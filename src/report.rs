//! Snapshots of manager state, rebuilt on every request.

use std::fmt;

use crate::Pid;

/// One physical frame: owner and raw contents
#[derive(Debug, Clone, PartialEq, Eq)]
pub struct FrameReport {
    pub frame: usize,
    pub owner: Option<Pid>,
    pub contents: Vec<u8>,
}

impl FrameReport {
    #[inline]
    pub fn is_free(&self) -> bool {
        self.owner.is_none()
    }
}

impl fmt::Display for FrameReport {
    fn fmt(&self, f: &mut fmt::Formatter<'_>) -> fmt::Result {
        write!(f, "Frame {}: ", self.frame)?;
        match self.owner {
            Some(pid) => write!(f, "[PROCESS {}]", pid)?,
            None => write!(f, "[FREE]")?,
        }
        write!(f, " -> {:?}", self.contents)
    }
}

#[derive(Debug, Clone, Copy, PartialEq, Eq)]
pub struct PageTableRow {
    pub page: usize,
    pub frame: usize,
}

/// Page table of one process, rows in page order
#[derive(Debug, Clone, PartialEq, Eq)]
pub struct PageTableReport {
    pub pid: Pid,
    pub size: usize,
    pub rows: Vec<PageTableRow>,
}

impl fmt::Display for PageTableReport {
    fn fmt(&self, f: &mut fmt::Formatter<'_>) -> fmt::Result {
        writeln!(f, "PID: {}", self.pid)?;
        writeln!(f, "Total Size: {} bytes", self.size)?;
        writeln!(f, "Page Table:")?;
        writeln!(f, "{:>7} | {:>7}", "Page", "Frame")?;
        writeln!(f, "------- | -------")?;
        for row in &self.rows {
            writeln!(f, "{:>7} | {:>7}", row.page, row.frame)?;
        }
        Ok(())
    }
}

#[cfg(test)]
mod tests {
    use super::*;

    #[test]
    fn test_frame_report_display() {
        let free = FrameReport { frame: 0, owner: None, contents: vec![0, 0, 0, 0] };
        assert_eq!(free.to_string(), "Frame 0: [FREE] -> [0, 0, 0, 0]");
        assert!(free.is_free());

        let used = FrameReport { frame: 3, owner: Some(1), contents: vec![12, 7, 99, 40] };
        assert_eq!(used.to_string(), "Frame 3: [PROCESS 1] -> [12, 7, 99, 40]");
    }

    #[test]
    fn test_page_table_report_display() {
        let report = PageTableReport {
            pid: 2,
            size: 5,
            rows: vec![PageTableRow { page: 0, frame: 4 }, PageTableRow { page: 1, frame: 5 }],
        };
        let text = report.to_string();
        assert!(text.starts_with("PID: 2\nTotal Size: 5 bytes\n"));
        assert!(text.contains("      0 |       4\n"));
        assert!(text.contains("      1 |       5\n"));
    }
}
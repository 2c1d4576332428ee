//! Batch driver: load processes from an init file, read logical addresses
//! through the simulated MMU and write the bytes out.

use std::env;
use std::process;

use anyhow::{Context, Result, anyhow, bail};
use log::LevelFilter;

use paged_memory::io::{InitData, read_requests, write_results};
use paged_memory::translation::read_batch;
use paged_memory::{INVALID_READ, MemoryManager, logger};

/// Command-line configuration
struct Config {
    init_file: String,
    input_file: String,
    output_file: String,
    verbose: bool,
}

fn main() {
    let config = match parse_args(env::args().skip(1)) {
        Ok(Command::Run(config)) => config,
        Ok(Command::Help) => {
            eprintln!("{}", USAGE);
            return;
        }
        Err(e) => {
            eprintln!("Error: {:#}", e);
            process::exit(1);
        }
    };

    let level = if config.verbose { LevelFilter::Debug } else { LevelFilter::Warn };
    if let Err(e) = logger::init(level) {
        eprintln!("Warning: logger unavailable: {}", e);
    }

    if let Err(e) = run(&config) {
        eprintln!("Error: {:#}", e);
        process::exit(1);
    }
}

const USAGE: &str = "\
Paged Memory Simulator - reads bytes through simulated page tables

Usage: rust-paged-memory [OPTIONS] <init_file> <input_file> <output_file>

  init_file    memory size, frame size, max process size; then `pid length` pairs
  input_file   `pid address` pairs to read
  output_file  receives one byte per pair, -1 where the read failed

Options:
  -v, --verbose  print translations, the frame map and page tables
  -h, --help     print this message";

enum Command {
    Help,
    Run(Config),
}

fn parse_args<I: IntoIterator<Item = String>>(args: I) -> Result<Command> {
    let mut verbose = false;
    let mut files = Vec::with_capacity(3);

    for arg in args {
        match arg.as_str() {
            "-h" | "--help" => return Ok(Command::Help),
            "-v" | "--verbose" => verbose = true,
            _ if arg.starts_with('-') => {
                bail!("unknown option {} (use --help for usage information)", arg)
            }
            _ => files.push(arg),
        }
    }

    let Ok([init_file, input_file, output_file]) = <[String; 3]>::try_from(files) else {
        bail!("expected <init_file> <input_file> <output_file> (use --help for usage information)");
    };
    Ok(Command::Run(Config { init_file, input_file, output_file, verbose }))
}

/// Main logic separated from main() for cleaner error handling
fn run(config: &Config) -> Result<()> {
    // Step 1: Parse initialization file
    let init_data = InitData::from_file(&config.init_file).map_err(|e| anyhow!(e))?;

    if config.verbose {
        eprintln!("=== Paged Memory Simulator ===");
        eprintln!("Init file:   {}", config.init_file);
        eprintln!("Input file:  {}", config.input_file);
        eprintln!("Output file: {}", config.output_file);
        eprintln!();
        eprintln!("Memory size:      {} bytes", init_data.config.memory_size);
        eprintln!("Frame size:       {} bytes", init_data.config.frame_size);
        eprintln!("Processes to create: {}", init_data.processes.len());
        eprintln!();
    }

    // Step 2: Build the manager and load the processes
    let manager = init_data
        .apply()
        .with_context(|| format!("cannot build memory from {}", config.init_file))?;

    if config.verbose {
        eprintln!("Max process size: {} bytes", manager.max_process_size());
        eprintln!(
            "Frames: {} ({} free)",
            manager.frame_count(),
            manager.free_frame_count()
        );
        eprintln!();
        print_memory(&manager)?;
    }

    // Step 3: Read the requests
    let requests = read_requests(&config.input_file).map_err(|e| anyhow!(e))?;

    if config.verbose {
        eprintln!("Reads requested: {}", requests.len());
        eprintln!();
    }

    // Step 4: Read each logical address through the MMU
    let results = if config.verbose {
        read_verbose(&manager, &requests)
    } else {
        read_batch(&manager, &requests)
    };

    if config.verbose {
        eprintln!();
        eprintln!("=== Summary ===");
        let failures = results.iter().filter(|&&r| r == INVALID_READ).count();
        eprintln!("Successful reads: {}", results.len() - failures);
        eprintln!("Failed reads: {}", failures);
        eprintln!();
    }

    // Step 5: Write results to output file
    write_results(&config.output_file, &results).map_err(|e| anyhow!(e))?;

    if config.verbose {
        eprintln!("Results written to: {}", config.output_file);
    }

    Ok(())
}

/// Frame map and every page table
fn print_memory(manager: &MemoryManager) -> Result<()> {
    eprintln!("[PHYSICAL MEMORY]");
    eprintln!("Free Memory: {:.2}%", manager.free_memory_percentage());
    for frame in manager.memory_report()? {
        eprintln!("{}", frame);
    }
    eprintln!();

    for pid in manager.pids() {
        eprintln!("{}", manager.process_page_table_report(pid)?);
    }
    Ok(())
}

/// Read with verbose output
fn read_verbose(manager: &MemoryManager, requests: &[(u32, i64)]) -> Vec<i32> {
    requests
        .iter()
        .map(|&(pid, address)| {
            let translation = usize::try_from(address)
                .map_err(|_| format!("negative address {}", address))
                .and_then(|address| manager.translate(pid, address).map_err(|e| e.to_string()));

            match translation {
                Ok(t) => {
                    eprintln!("{}", t);
                    i32::from(t.value)
                }
                Err(e) => {
                    eprintln!("PID {} LA {} -> ERROR: {}", pid, address, e);
                    INVALID_READ
                }
            }
        })
        .collect()
}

> **What needs to be done**:
Where in the entries above does the word "PageTableRow" appear? Copy each line that has it.

> **Reply**:
pub struct PageTableRow {
    pub rows: Vec<PageTableRow>,
            rows: vec![PageTableRow { page: 0, frame: 4 }, PageTableRow { page: 1, frame: 5 }],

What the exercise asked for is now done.